SUPPLIED DATA Block Start

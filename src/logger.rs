//! Centralized logging initialization.
//!
//! The `LoggerManager` validates logging configuration and initializes the
//! global `tracing` subscriber with a console layer. It supports multiple log
//! formats, ANSI coloring, thread names, and environment-based filtering via
//! `RUST_LOG`.

use std::io;

use thiserror::Error;
use tracing_subscriber::{fmt, prelude::*, EnvFilter, Layer};
use validator::{Validate, ValidationErrors};

use crate::config::logger::{LogFormat, LoggerConfig};

/// Errors that can occur during logger configuration or initialization.
#[derive(Error, Debug)]
pub enum LoggerError {
    /// General initialization failure with a descriptive message.
    #[error("Logger initialization error: {0}")]
    InitializationError(String),

    /// Validation errors from the logger configuration struct.
    #[error("Logger configuration validation error: {0}")]
    ValidationError(#[from] ValidationErrors),

    /// Failure to parse an environment-based filter directive.
    #[error("Environment filter error: {0}")]
    EnvFilterError(#[from] tracing_subscriber::filter::FromEnvError),
}

/// Manages logging configuration and global subscriber initialization.
pub struct LoggerManager {
    config: LoggerConfig,
}

impl LoggerManager {
    /// Creates a new `LoggerManager` and validates the provided configuration.
    pub fn new(config: LoggerConfig) -> Result<Self, LoggerError> {
        config.validate()?;

        Ok(LoggerManager { config })
    }

    /// Initializes the global `tracing` subscriber.
    ///
    /// Must be called once at process startup before any tracing macros are
    /// used. `RUST_LOG` takes precedence over the configured level.
    pub fn init(&mut self) -> Result<(), LoggerError> {
        let filter = EnvFilter::try_from_default_env()
            .unwrap_or_else(|_| EnvFilter::new(&self.config.level));

        let layer = self.console_layer(filter);
        tracing_subscriber::registry().with(layer).init();
        Ok(())
    }

    /// Constructs the console output layer according to the configuration.
    fn console_layer(
        &self,
        filter: EnvFilter,
    ) -> Box<dyn Layer<tracing_subscriber::Registry> + Send + Sync> {
        let writer = io::stdout;
        match self.config.format {
            LogFormat::Json => fmt::layer()
                .json()
                .with_target(self.config.show_target)
                .with_thread_names(self.config.show_thread_names)
                .with_ansi(self.config.ansi_colors)
                .with_writer(writer)
                .with_filter(filter)
                .boxed(),
            LogFormat::Pretty => fmt::layer()
                .pretty()
                .with_target(self.config.show_target)
                .with_thread_names(self.config.show_thread_names)
                .with_ansi(self.config.ansi_colors)
                .with_writer(writer)
                .with_filter(filter)
                .boxed(),
            LogFormat::Compact => fmt::layer()
                .compact()
                .with_target(self.config.show_target)
                .with_thread_names(self.config.show_thread_names)
                .with_ansi(self.config.ansi_colors)
                .with_writer(writer)
                .with_filter(filter)
                .boxed(),
        }
    }
}
//! Two-stage audio pipeline: capture producer, detection consumer.
//!
//! The producer pulls 512-sample frames from the capture device into a
//! bounded queue (soft bound 125, oldest dropped on overflow). The consumer
//! preprocesses each frame, gates on the wake detector, and on a positive
//! switches into a fixed-length command-collection phase: the backlog is
//! discarded once, the next 125 frames are concatenated (missed slots are
//! not refilled), and the buffer goes to the intent detector. Resolved
//! intents become command publishes for the lighting controller.
//!
//! The queue has exactly one producer and one consumer, and the consumer
//! never holds the queue lock while running detection.

use std::sync::atomic::{AtomicBool, Ordering};
use std::sync::Arc;
use std::thread;
use std::time::Duration;

use hearth_bus::BusClient;
use serde_json::json;
use tracing::{debug, error, info, warn};

use super::capture::{AudioSource, CaptureError, FRAME_SAMPLES};
use super::detect::{Intent, IntentDetector, WakeDetector};
use crate::runtime::SignalQueue;

/// Soft bound on queued frames (~4 s of audio).
pub const QUEUE_BOUND: usize = 125;

/// Frames concatenated into one command buffer (~4 s).
pub const COMMAND_FRAMES: usize = 125;

/// Wait per frame slot while collecting the command buffer.
const COLLECT_WAIT: Duration = Duration::from_millis(100);

/// Topic commands are published to.
const LED_COMMAND_TOPIC: &str = "home/services/led_manager/command";

/// Removes DC bias and applies a fixed 1.5× gain with int16 saturation.
///
/// The integer mean is subtracted first so the gain amplifies signal, not
/// offset; microphone front-ends in the field sit a few hundred counts off
/// center.
pub fn condition_frame(samples: &mut [i16]) {
    if samples.is_empty() {
        return;
    }
    let mean = (samples.iter().map(|&s| s as i64).sum::<i64>() / samples.len() as i64) as i32;
    for sample in samples.iter_mut() {
        let centered = *sample as i32 - mean;
        let amplified = centered * 3 / 2;
        *sample = amplified.clamp(i16::MIN as i32, i16::MAX as i32) as i16;
    }
}

/// Handles to the two pipeline threads.
pub struct AudioPipeline {
    queue: Arc<SignalQueue<Vec<i16>>>,
    producer: Option<thread::JoinHandle<()>>,
    consumer: Option<thread::JoinHandle<()>>,
}

impl AudioPipeline {
    /// Spawns the producer and consumer threads.
    pub fn spawn(
        source: Box<dyn AudioSource>,
        wake: Box<dyn WakeDetector>,
        intent: Box<dyn IntentDetector>,
        bus: Arc<BusClient>,
        running: Arc<AtomicBool>,
    ) -> std::io::Result<Self> {
        let queue = Arc::new(SignalQueue::new());

        let producer = {
            let queue = Arc::clone(&queue);
            let running = Arc::clone(&running);
            thread::Builder::new()
                .name("audio-capture".into())
                .spawn(move || producer_loop(source, queue, running))?
        };

        let consumer = {
            let queue = Arc::clone(&queue);
            thread::Builder::new()
                .name("audio-detect".into())
                .spawn(move || consumer_loop(wake, intent, queue, bus, running))?
        };

        Ok(AudioPipeline {
            queue,
            producer: Some(producer),
            consumer: Some(consumer),
        })
    }

    /// Wakes blocked waiters and joins both threads. The caller must already
    /// have flipped the shared run flag.
    pub fn join(&mut self) {
        self.queue.shutdown();
        for handle in [self.consumer.take(), self.producer.take()]
            .into_iter()
            .flatten()
        {
            if handle.join().is_err() {
                error!("audio pipeline thread panicked");
            }
        }
    }
}

fn producer_loop(
    mut source: Box<dyn AudioSource>,
    queue: Arc<SignalQueue<Vec<i16>>>,
    running: Arc<AtomicBool>,
) {
    debug!("audio capture thread started");
    while running.load(Ordering::Relaxed) {
        match source.read_frame() {
            Ok(frame) => {
                if frame.is_empty() {
                    warn!("empty frame from capture device");
                    continue;
                }
                let dropped = queue.push_bounded(frame, QUEUE_BOUND);
                if dropped > 0 {
                    warn!("audio queue overflow, dropped {dropped} oldest frames");
                }
            }
            Err(CaptureError::Underrun) => {
                warn!("capture underrun, resetting device");
                if let Err(e) = source.reset() {
                    error!("capture reset failed: {e}");
                }
            }
            Err(e) => {
                error!("capture error: {e}");
                thread::sleep(Duration::from_millis(10));
            }
        }
    }
    debug!("audio capture thread stopped");
}

fn consumer_loop(
    mut wake: Box<dyn WakeDetector>,
    mut intent: Box<dyn IntentDetector>,
    queue: Arc<SignalQueue<Vec<i16>>>,
    bus: Arc<BusClient>,
    running: Arc<AtomicBool>,
) {
    debug!("audio detection thread started");
    while running.load(Ordering::Relaxed) {
        // Idle phase: gate every frame through the wake detector.
        let Some(mut frame) = queue.pop_wait() else {
            break;
        };
        if !running.load(Ordering::Relaxed) {
            break;
        }

        condition_frame(&mut frame);

        match wake.detect(&frame) {
            Ok(false) => continue,
            Ok(true) => {}
            Err(e) => {
                warn!("wake detection failed: {e}");
                continue;
            }
        }

        // Command phase: the backlog predates the wake word; drop it once.
        let discarded = queue.drain();
        info!("wake word detected, collecting command ({discarded} backlog frames discarded)");

        let buffer = collect_command(&queue, &running);
        if !running.load(Ordering::Relaxed) {
            break;
        }

        match intent.resolve(&buffer) {
            Ok(Intent::TurnOn) => publish_led_command(&bus, "turn_on"),
            Ok(Intent::TurnOff) => publish_led_command(&bus, "turn_off"),
            Ok(Intent::NoCommand) => warn!("no command detected"),
            Ok(Intent::Processing) => debug!("intent backend still processing; treating as no command"),
            Err(e) => error!("intent resolution failed: {e}"),
        }
    }
    debug!("audio detection thread stopped");
}

/// Concatenates up to `COMMAND_FRAMES` frames, waiting at most 100 ms per
/// slot. A slot that times out is lost, not refilled, so the buffer may come
/// back short.
fn collect_command(queue: &SignalQueue<Vec<i16>>, running: &AtomicBool) -> Vec<i16> {
    let mut buffer = Vec::with_capacity(COMMAND_FRAMES * FRAME_SAMPLES);
    for _ in 0..COMMAND_FRAMES {
        if !running.load(Ordering::Relaxed) {
            break;
        }
        match queue.pop_timeout(COLLECT_WAIT) {
            Some(frame) => buffer.extend_from_slice(&frame),
            None => warn!("missed audio frame during command collection"),
        }
    }
    buffer
}

fn publish_led_command(bus: &BusClient, command: &str) {
    info!("command detected: {command}");
    let payload = json!({ "command": command, "params": {} });
    if let Err(e) = bus.publish(LED_COMMAND_TOPIC, &payload) {
        error!("failed to publish {command}: {e}");
    }
}

#[cfg(test)]
mod tests {
    use super::*;

    #[test]
    fn conditioning_removes_dc_bias() {
        // Constant offset with zero signal collapses to silence.
        let mut frame = vec![400i16; 512];
        condition_frame(&mut frame);
        assert!(frame.iter().all(|&s| s == 0));
    }

    #[test]
    fn conditioning_applies_gain() {
        let mut frame = vec![0i16; 4];
        frame[0] = 100;
        frame[1] = -100;
        // Mean is 0; samples scale by 1.5.
        condition_frame(&mut frame);
        assert_eq!(frame[0], 150);
        assert_eq!(frame[1], -150);
    }

    #[test]
    fn conditioning_saturates_at_int16_bounds() {
        let mut frame = vec![0i16; 4];
        frame[0] = i16::MAX;
        frame[1] = i16::MIN;
        condition_frame(&mut frame);
        assert_eq!(frame[0], i16::MAX);
        assert_eq!(frame[1], i16::MIN);
    }

    #[test]
    fn backlog_drop_keeps_queue_bounded_with_newest_frame() {
        let queue: SignalQueue<Vec<i16>> = SignalQueue::new();
        for i in 0..200u16 {
            queue.push_bounded(vec![i as i16; 4], QUEUE_BOUND);
        }
        assert!(queue.len() <= QUEUE_BOUND);
        let mut newest = Vec::new();
        while let Some(frame) = queue.try_pop() {
            newest = frame;
        }
        assert_eq!(newest, vec![199i16; 4]);
    }

    #[test]
    fn collect_command_returns_short_buffer_on_starvation() {
        // Producer supplies only 3 frames; the rest of the slots time out.
        let queue: SignalQueue<Vec<i16>> = SignalQueue::new();
        for _ in 0..3 {
            queue.push(vec![1i16; FRAME_SAMPLES]);
        }
        queue.shutdown(); // make the remaining waits return immediately
        let running = AtomicBool::new(true);
        let buffer = collect_command(&queue, &running);
        assert_eq!(buffer.len(), 3 * FRAME_SAMPLES);
    }

    #[test]
    fn collect_command_stops_on_shutdown_request() {
        let queue: SignalQueue<Vec<i16>> = SignalQueue::new();
        queue.push(vec![1i16; FRAME_SAMPLES]);
        let running = AtomicBool::new(false);
        let buffer = collect_command(&queue, &running);
        assert!(buffer.is_empty());
    }
}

SUPPLIED DATA Block End

- **ASSIGNED TASK**
Copy, from the data above, every line where the word "configuration" appears.

- **ANSWER TO THIS PROBLEM**
//! The `LoggerManager` validates logging configuration and initializes the
/// Errors that can occur during logger configuration or initialization.
    /// Validation errors from the logger configuration struct.
    #[error("Logger configuration validation error: {0}")]
/// Manages logging configuration and global subscriber initialization.
    /// Creates a new `LoggerManager` and validates the provided configuration.
    /// Constructs the console output layer according to the configuration.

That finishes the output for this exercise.